Let’s stick with the naff U2 theme. What is the highest recorded number of guitars that the Hedge, sorry the Ledge, sorry the Edge has taken on stage for a real live concert to hook up to his effects pedals? Wild guesses unlikely to be much more ridiculous than the answer.
Heard on the radio that today is the 70th anniveraary of the first publication of Guiness Book of Records....always wondered what Guiness had to do with this....now I know! So why were Guiness involved, and why was it published?
Sir Hugh Eyre Campbell Beaver, KBE (4 May 1890 – 16 January 1967) was an English-South African civil engineer, industrialist and bureaucrat, who founded the Guinness World Records (then known as Guinness Book of Records). Sir Hugh Beaver created the concept, and twin brothers Norris and Ross McWhirter co-founded the book in London in August 1955.
Spot on - according to the report I heard Guinness sponsered it from the start as an advertising ploy to solve pub arguments....now we just have Google!
Funnily enough, we had this in a pub quiz a couple of months back. The question was something along the lines of, 'What well-known publication was first advertised as a guide for resolving pub arguments?' We didn't know the answer, but guessed it correctly.
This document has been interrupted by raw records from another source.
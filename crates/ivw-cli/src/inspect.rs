//! Read-only summaries of a workspace document.

use std::path::{Path, PathBuf};

use ivw_serialization::constants::{
    CONTENT_ATTRIBUTE, IDENTIFIER_ATTRIBUTE, MATRIX_COLUMN_PREFIX, TYPE_ATTRIBUTE,
};
use ivw_serialization::{ConverterRegistry, Deserializer, Document, NodeId};
use serde::Serialize;

#[derive(Debug, Clone, Serialize)]
pub struct WorkspaceSummary {
    #[serde(skip_serializing_if = "Option::is_none")]
    pub path: Option<PathBuf>,
    pub root: String,
    pub workspace_version: u32,
    pub node_count: usize,
    pub modules: Vec<ModuleStatus>,
    pub properties: Vec<PropertySummary>,
}

impl WorkspaceSummary {
    pub fn needs_upgrade(&self) -> bool {
        self.modules.iter().any(|m| m.needs_upgrade)
    }
}

/// Persisted and current version of one module.
#[derive(Debug, Clone, PartialEq, Eq, Serialize)]
pub struct ModuleStatus {
    pub name: String,
    pub persisted_version: u32,
    /// `None` when the tool has no converter registered for the module.
    pub current_version: Option<u32>,
    pub needs_upgrade: bool,
}

#[derive(Debug, Clone, PartialEq, Eq, Serialize)]
pub struct PropertySummary {
    /// Dot-separated identifiers of the enclosing objects.
    pub owner: String,
    pub class_identifier: String,
    pub identifier: String,
    #[serde(skip_serializing_if = "Option::is_none")]
    pub value: Option<String>,
}

/// Summarize a loaded workspace against the versions in `registry`.
pub fn summarize(deserializer: &Deserializer, registry: &ConverterRegistry) -> WorkspaceSummary {
    let document = deserializer.document();
    WorkspaceSummary {
        path: deserializer.path().map(Path::to_path_buf),
        root: document.name(document.root()).to_string(),
        workspace_version: deserializer.workspace_version(),
        node_count: document.len(),
        modules: module_statuses(document, registry),
        properties: property_summaries(document),
    }
}

fn module_statuses(document: &Document, registry: &ConverterRegistry) -> Vec<ModuleStatus> {
    let persisted = ConverterRegistry::persisted_versions(document);
    let mut statuses: Vec<ModuleStatus> = registry
        .modules()
        .map(|(name, current)| {
            let persisted_version = persisted.get(name).copied().unwrap_or(0);
            ModuleStatus {
                name: name.to_string(),
                persisted_version,
                current_version: Some(current),
                needs_upgrade: persisted_version < current,
            }
        })
        .collect();
    for (name, &version) in &persisted {
        if registry.current_version(name).is_none() {
            statuses.push(ModuleStatus {
                name: name.clone(),
                persisted_version: version,
                current_version: None,
                needs_upgrade: false,
            });
        }
    }
    statuses.sort_by(|a, b| a.name.cmp(&b.name));
    statuses
}

fn property_summaries(document: &Document) -> Vec<PropertySummary> {
    document
        .descendants(document.root())
        .filter(|&node| document.name(node) == "Property")
        .filter_map(|node| {
            let identifier = document.attribute(node, IDENTIFIER_ATTRIBUTE)?;
            Some(PropertySummary {
                owner: owner_path(document, node),
                class_identifier: document
                    .attribute(node, TYPE_ATTRIBUTE)
                    .unwrap_or_default()
                    .to_string(),
                identifier: identifier.to_string(),
                value: document
                    .find_child(node, "value")
                    .map(|value| value_text(document, value)),
            })
        })
        .collect()
}

fn owner_path(document: &Document, node: NodeId) -> String {
    let mut owners = Vec::new();
    let mut current = document.parent(node);
    while let Some(id) = current {
        if let Some(identifier) = document.attribute(id, IDENTIFIER_ATTRIBUTE) {
            owners.push(identifier);
        }
        current = document.parent(id);
    }
    owners.reverse();
    owners.join(".")
}

/// Render a stored value: scalar content, vector components or matrix columns.
pub fn value_text(document: &Document, node: NodeId) -> String {
    if let Some(content) = document.attribute(node, CONTENT_ATTRIBUTE) {
        return content.to_string();
    }
    let columns: Vec<String> = document
        .children(node)
        .iter()
        .filter(|&&child| document.name(child).starts_with(MATRIX_COLUMN_PREFIX))
        .map(|&child| format!("({})", components(document, child)))
        .collect();
    if columns.is_empty() {
        format!("({})", components(document, node))
    } else {
        columns.join(" ")
    }
}

fn components(document: &Document, node: NodeId) -> String {
    document
        .attributes(node)
        .iter()
        .map(|attribute| attribute.value.as_str())
        .collect::<Vec<_>>()
        .join(", ")
}

#[cfg(test)]
mod tests {
    use super::*;

    const WORKSPACE: &str = r#"<InviwoWorkspace version="2">
  <ModuleVersions>
    <Module name="ABufferGL" version="0"/>
    <Module name="Python3" version="3"/>
  </ModuleVersions>
  <Processors>
    <Processor type="org.inviwo.Background" identifier="Background">
      <Properties>
        <Property type="org.inviwo.FloatProperty" identifier="opacity">
          <value content="0.5"/>
        </Property>
        <Property type="org.inviwo.FloatVec4Property" identifier="bgColor1">
          <value x="0" y="0" z="0" w="1"/>
        </Property>
        <Property type="org.inviwo.FloatMat2Property" identifier="transform">
          <value>
            <col0 x="1" y="0"/>
            <col1 x="0" y="1"/>
          </value>
        </Property>
      </Properties>
    </Processor>
  </Processors>
</InviwoWorkspace>"#;

    fn registry() -> ConverterRegistry {
        let mut registry = ConverterRegistry::new();
        registry.register_version("ABufferGL", 1);
        registry.register_version("Base", 2);
        registry
    }

    #[test]
    fn test_module_statuses() {
        let d = Deserializer::parse(WORKSPACE).unwrap();
        let summary = summarize(&d, &registry());
        let names: Vec<_> = summary.modules.iter().map(|m| m.name.as_str()).collect();
        assert_eq!(names, ["ABufferGL", "Base", "Python3"]);
        assert!(summary.modules[0].needs_upgrade);
        assert_eq!(summary.modules[1].persisted_version, 0);
        assert_eq!(summary.modules[2].current_version, None);
        assert!(summary.needs_upgrade());
    }

    #[test]
    fn test_property_values() {
        let d = Deserializer::parse(WORKSPACE).unwrap();
        let summary = summarize(&d, &registry());
        let values: Vec<_> = summary
            .properties
            .iter()
            .map(|p| (p.identifier.as_str(), p.value.as_deref().unwrap_or("")))
            .collect();
        assert_eq!(
            values,
            [
                ("opacity", "0.5"),
                ("bgColor1", "(0, 0, 0, 1)"),
                ("transform", "(1, 0) (0, 1)"),
            ]
        );
        assert_eq!(summary.properties[0].owner, "Background");
        assert_eq!(summary.workspace_version, 2);
    }
}
use anyhow::{Context, Result};
use comfy_table::Table;
use tracing::info_span;

use ivw_cli::inspect::{WorkspaceSummary, summarize};
use ivw_cli::modules::builtin_registry;
use ivw_cli::upgrade::{UpgradeReport, upgrade_workspace};
use ivw_serialization::{Deserializer, SerializerOptions};

use crate::cli::{InspectArgs, ReportFormatArg, UpgradeArgs};
use crate::summary::{apply_table_style, print_upgrade_report, print_workspace_summary};

pub fn run_modules() -> Result<()> {
    let registry = builtin_registry();
    let mut table = Table::new();
    table.set_header(vec!["Module", "Current version"]);
    apply_table_style(&mut table);
    for (name, version) in registry.modules() {
        table.add_row(vec![name.to_string(), version.to_string()]);
    }
    println!("{table}");
    Ok(())
}

pub fn run_inspect(args: &InspectArgs) -> Result<WorkspaceSummary> {
    let span = info_span!("inspect", path = %args.workspace.display());
    let _guard = span.enter();
    let deserializer = Deserializer::from_file(&args.workspace)
        .with_context(|| format!("load workspace {}", args.workspace.display()))?;
    let summary = summarize(&deserializer, &builtin_registry());
    match args.format {
        ReportFormatArg::Table => print_workspace_summary(&summary),
        ReportFormatArg::Json => {
            let json = serde_json::to_string_pretty(&summary).context("encode summary")?;
            println!("{json}");
        }
    }
    Ok(summary)
}

pub fn run_upgrade(args: &UpgradeArgs) -> Result<UpgradeReport> {
    let span = info_span!("upgrade", path = %args.workspace.display());
    let _guard = span.enter();
    let options = SerializerOptions::default().with_indent(args.indent);
    let report = upgrade_workspace(
        &args.workspace,
        args.output.as_deref(),
        args.dry_run,
        &builtin_registry(),
        options,
    )
    .with_context(|| format!("upgrade workspace {}", args.workspace.display()))?;
    print_upgrade_report(&report);
    Ok(report)
}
Who is this..........? An entertainer, born in Watford in 1922. Educated at Eton. Volunteered for all services in WW2, but was initially rejected because of his father's nationality. Subsequently served in the RAF. Later gained fame as a member of a much-loved 'team'. Shortly before his death in 1996 of prostate cancer, he was visited in hospital by the future King Charles, a big fan.
That's right Sooper. Fascinating fella, this from his Wiki.... Once in the RAF he went through flying training. He was the penultimate man going through a medical line receiving inoculations for typhoid with the other flight candidates in his class (they were going to Canada to receive new aircraft) when the vaccine ran out. They refilled the bottle to inoculate him and the other man as well. By mistake they loaded a pure culture of typhoid. The other man died immediately, and Bentine was in a coma for six weeks. When he regained consciousness his eyesight was ruined, leaving him myopic for the rest of his life. Since he was no longer physically qualified for flying, he was transferred to RAF Intelligence and seconded to MI9, a unit that was dedicated to supporting resistance movements and helping prisoners escape. His immediate superior was the Colditz escapee Airey Neave.